=== Section Start ===

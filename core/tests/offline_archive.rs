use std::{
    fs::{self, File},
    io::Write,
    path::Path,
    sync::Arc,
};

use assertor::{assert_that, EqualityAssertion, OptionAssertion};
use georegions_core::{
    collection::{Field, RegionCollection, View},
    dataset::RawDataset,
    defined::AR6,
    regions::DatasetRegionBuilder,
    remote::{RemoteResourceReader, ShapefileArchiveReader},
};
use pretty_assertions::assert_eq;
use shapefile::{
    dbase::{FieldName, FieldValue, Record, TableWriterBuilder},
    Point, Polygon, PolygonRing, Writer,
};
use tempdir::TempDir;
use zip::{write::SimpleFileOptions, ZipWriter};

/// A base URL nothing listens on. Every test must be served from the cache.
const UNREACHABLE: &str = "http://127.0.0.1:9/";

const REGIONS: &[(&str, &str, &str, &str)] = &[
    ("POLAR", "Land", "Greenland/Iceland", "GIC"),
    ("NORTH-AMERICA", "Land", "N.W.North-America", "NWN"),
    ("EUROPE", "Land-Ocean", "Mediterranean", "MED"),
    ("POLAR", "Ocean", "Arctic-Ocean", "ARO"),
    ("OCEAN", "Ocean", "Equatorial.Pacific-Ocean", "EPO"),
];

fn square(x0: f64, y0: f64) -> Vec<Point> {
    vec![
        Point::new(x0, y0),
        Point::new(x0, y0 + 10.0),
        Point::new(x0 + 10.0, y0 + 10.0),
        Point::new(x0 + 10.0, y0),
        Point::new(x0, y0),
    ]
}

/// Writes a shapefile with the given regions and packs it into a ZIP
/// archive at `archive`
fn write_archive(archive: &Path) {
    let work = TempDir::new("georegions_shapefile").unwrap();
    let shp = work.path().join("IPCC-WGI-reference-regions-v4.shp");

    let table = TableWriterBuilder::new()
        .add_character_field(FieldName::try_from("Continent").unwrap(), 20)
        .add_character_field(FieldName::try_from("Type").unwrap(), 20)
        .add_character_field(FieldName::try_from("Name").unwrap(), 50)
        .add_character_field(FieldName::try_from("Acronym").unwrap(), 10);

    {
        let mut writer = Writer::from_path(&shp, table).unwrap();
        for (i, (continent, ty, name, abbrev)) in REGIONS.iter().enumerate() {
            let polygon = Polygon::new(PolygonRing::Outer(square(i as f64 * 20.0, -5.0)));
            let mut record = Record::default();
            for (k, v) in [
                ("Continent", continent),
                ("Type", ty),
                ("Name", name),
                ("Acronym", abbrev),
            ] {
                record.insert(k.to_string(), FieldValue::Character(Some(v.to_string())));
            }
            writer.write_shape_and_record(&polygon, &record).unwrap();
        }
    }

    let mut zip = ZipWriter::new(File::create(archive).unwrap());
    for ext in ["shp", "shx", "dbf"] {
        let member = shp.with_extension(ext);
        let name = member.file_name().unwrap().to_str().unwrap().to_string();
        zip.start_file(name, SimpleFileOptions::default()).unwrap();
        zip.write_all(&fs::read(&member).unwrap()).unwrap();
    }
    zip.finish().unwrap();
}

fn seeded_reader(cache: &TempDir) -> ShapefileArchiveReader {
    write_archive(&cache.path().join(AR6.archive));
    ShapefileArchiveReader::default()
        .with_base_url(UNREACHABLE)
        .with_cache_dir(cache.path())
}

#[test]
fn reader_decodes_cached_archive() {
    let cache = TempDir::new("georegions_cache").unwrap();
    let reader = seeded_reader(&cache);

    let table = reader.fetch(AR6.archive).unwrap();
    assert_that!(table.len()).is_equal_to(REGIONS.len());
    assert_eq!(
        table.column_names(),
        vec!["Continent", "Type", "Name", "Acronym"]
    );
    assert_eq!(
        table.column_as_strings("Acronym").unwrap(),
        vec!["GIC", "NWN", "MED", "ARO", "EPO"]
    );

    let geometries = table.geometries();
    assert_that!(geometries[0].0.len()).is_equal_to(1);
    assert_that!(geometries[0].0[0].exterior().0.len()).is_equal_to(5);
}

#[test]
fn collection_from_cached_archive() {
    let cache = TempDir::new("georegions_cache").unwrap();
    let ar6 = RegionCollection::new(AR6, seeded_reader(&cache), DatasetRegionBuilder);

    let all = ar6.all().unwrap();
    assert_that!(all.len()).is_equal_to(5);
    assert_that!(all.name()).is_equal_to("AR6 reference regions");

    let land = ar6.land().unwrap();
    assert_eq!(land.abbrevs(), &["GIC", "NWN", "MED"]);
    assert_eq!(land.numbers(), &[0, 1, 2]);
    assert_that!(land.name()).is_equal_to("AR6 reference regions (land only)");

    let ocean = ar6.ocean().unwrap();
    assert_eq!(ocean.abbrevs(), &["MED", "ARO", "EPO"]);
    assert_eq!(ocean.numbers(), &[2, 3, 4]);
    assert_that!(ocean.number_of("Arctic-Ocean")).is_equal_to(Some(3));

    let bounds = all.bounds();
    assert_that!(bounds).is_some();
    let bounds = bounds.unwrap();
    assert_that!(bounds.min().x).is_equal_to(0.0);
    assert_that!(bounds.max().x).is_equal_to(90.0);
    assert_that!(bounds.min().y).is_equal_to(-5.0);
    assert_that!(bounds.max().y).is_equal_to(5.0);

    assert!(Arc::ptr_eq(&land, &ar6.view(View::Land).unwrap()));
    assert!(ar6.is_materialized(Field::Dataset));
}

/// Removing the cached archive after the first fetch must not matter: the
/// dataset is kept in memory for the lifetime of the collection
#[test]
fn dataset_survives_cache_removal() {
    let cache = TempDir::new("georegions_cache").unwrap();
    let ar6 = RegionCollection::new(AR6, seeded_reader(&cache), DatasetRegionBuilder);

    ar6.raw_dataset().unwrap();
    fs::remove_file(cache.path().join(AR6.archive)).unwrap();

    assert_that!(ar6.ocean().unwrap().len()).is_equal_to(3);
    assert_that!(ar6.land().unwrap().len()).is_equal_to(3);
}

=== Section End ===

What is expected
Give the data again, exactly as it stands.

Task output
filename core/tests/offline_archive.rs
use std::{
    fs::{self, File},
    io::Write,
    path::Path,
    sync::Arc,
};

use assertor::{assert_that, EqualityAssertion, OptionAssertion};
use georegions_core::{
    collection::{Field, RegionCollection, View},
    dataset::RawDataset,
    defined::AR6,
    regions::DatasetRegionBuilder,
    remote::{RemoteResourceReader, ShapefileArchiveReader},
};
use pretty_assertions::assert_eq;
use shapefile::{
    dbase::{FieldName, FieldValue, Record, TableWriterBuilder},
    Point, Polygon, PolygonRing, Writer,
};
use tempdir::TempDir;
use zip::{write::SimpleFileOptions, ZipWriter};

/// A base URL nothing listens on. Every test must be served from the cache.
const UNREACHABLE: &str = "http://127.0.0.1:9/";

const REGIONS: &[(&str, &str, &str, &str)] = &[
    ("POLAR", "Land", "Greenland/Iceland", "GIC"),
    ("NORTH-AMERICA", "Land", "N.W.North-America", "NWN"),
    ("EUROPE", "Land-Ocean", "Mediterranean", "MED"),
    ("POLAR", "Ocean", "Arctic-Ocean", "ARO"),
    ("OCEAN", "Ocean", "Equatorial.Pacific-Ocean", "EPO"),
];

fn square(x0: f64, y0: f64) -> Vec<Point> {
    vec![
        Point::new(x0, y0),
        Point::new(x0, y0 + 10.0),
        Point::new(x0 + 10.0, y0 + 10.0),
        Point::new(x0 + 10.0, y0),
        Point::new(x0, y0),
    ]
}

/// Writes a shapefile with the given regions and packs it into a ZIP
/// archive at `archive`
fn write_archive(archive: &Path) {
    let work = TempDir::new("georegions_shapefile").unwrap();
    let shp = work.path().join("IPCC-WGI-reference-regions-v4.shp");

    let table = TableWriterBuilder::new()
        .add_character_field(FieldName::try_from("Continent").unwrap(), 20)
        .add_character_field(FieldName::try_from("Type").unwrap(), 20)
        .add_character_field(FieldName::try_from("Name").unwrap(), 50)
        .add_character_field(FieldName::try_from("Acronym").unwrap(), 10);

    {
        let mut writer = Writer::from_path(&shp, table).unwrap();
        for (i, (continent, ty, name, abbrev)) in REGIONS.iter().enumerate() {
            let polygon = Polygon::new(PolygonRing::Outer(square(i as f64 * 20.0, -5.0)));
            let mut record = Record::default();
            for (k, v) in [
                ("Continent", continent),
                ("Type", ty),
                ("Name", name),
                ("Acronym", abbrev),
            ] {
                record.insert(k.to_string(), FieldValue::Character(Some(v.to_string())));
            }
            writer.write_shape_and_record(&polygon, &record).unwrap();
        }
    }

    let mut zip = ZipWriter::new(File::create(archive).unwrap());
    for ext in ["shp", "shx", "dbf"] {
        let member = shp.with_extension(ext);
        let name = member.file_name().unwrap().to_str().unwrap().to_string();
        zip.start_file(name, SimpleFileOptions::default()).unwrap();
        zip.write_all(&fs::read(&member).unwrap()).unwrap();
    }
    zip.finish().unwrap();
}

fn seeded_reader(cache: &TempDir) -> ShapefileArchiveReader {
    write_archive(&cache.path().join(AR6.archive));
    ShapefileArchiveReader::default()
        .with_base_url(UNREACHABLE)
        .with_cache_dir(cache.path())
}

#[test]
fn reader_decodes_cached_archive() {
    let cache = TempDir::new("georegions_cache").unwrap();
    let reader = seeded_reader(&cache);

    let table = reader.fetch(AR6.archive).unwrap();
    assert_that!(table.len()).is_equal_to(REGIONS.len());
    assert_eq!(
        table.column_names(),
        vec!["Continent", "Type", "Name", "Acronym"]
    );
    assert_eq!(
        table.column_as_strings("Acronym").unwrap(),
        vec!["GIC", "NWN", "MED", "ARO", "EPO"]
    );

    let geometries = table.geometries();
    assert_that!(geometries[0].0.len()).is_equal_to(1);
    assert_that!(geometries[0].0[0].exterior().0.len()).is_equal_to(5);
}

#[test]
fn collection_from_cached_archive() {
    let cache = TempDir::new("georegions_cache").unwrap();
    let ar6 = RegionCollection::new(AR6, seeded_reader(&cache), DatasetRegionBuilder);

    let all = ar6.all().unwrap();
    assert_that!(all.len()).is_equal_to(5);
    assert_that!(all.name()).is_equal_to("AR6 reference regions");

    let land = ar6.land().unwrap();
    assert_eq!(land.abbrevs(), &["GIC", "NWN", "MED"]);
    assert_eq!(land.numbers(), &[0, 1, 2]);
    assert_that!(land.name()).is_equal_to("AR6 reference regions (land only)");

    let ocean = ar6.ocean().unwrap();
    assert_eq!(ocean.abbrevs(), &["MED", "ARO", "EPO"]);
    assert_eq!(ocean.numbers(), &[2, 3, 4]);
    assert_that!(ocean.number_of("Arctic-Ocean")).is_equal_to(Some(3));

    let bounds = all.bounds();
    assert_that!(bounds).is_some();
    let bounds = bounds.unwrap();
    assert_that!(bounds.min().x).is_equal_to(0.0);
    assert_that!(bounds.max().x).is_equal_to(90.0);
    assert_that!(bounds.min().y).is_equal_to(-5.0);
    assert_that!(bounds.max().y).is_equal_to(5.0);

    assert!(Arc::ptr_eq(&land, &ar6.view(View::Land).unwrap()));
    assert!(ar6.is_materialized(Field::Dataset));
}

/// Removing the cached archive after the first fetch must not matter: the
/// dataset is kept in memory for the lifetime of the collection
#[test]
fn dataset_survives_cache_removal() {
    let cache = TempDir::new("georegions_cache").unwrap();
    let ar6 = RegionCollection::new(AR6, seeded_reader(&cache), DatasetRegionBuilder);

    ar6.raw_dataset().unwrap();
    fs::remove_file(cache.path().join(AR6.archive)).unwrap();

    assert_that!(ar6.ocean().unwrap().len()).is_equal_to(3);
    assert_that!(ar6.land().unwrap().len()).is_equal_to(3);
}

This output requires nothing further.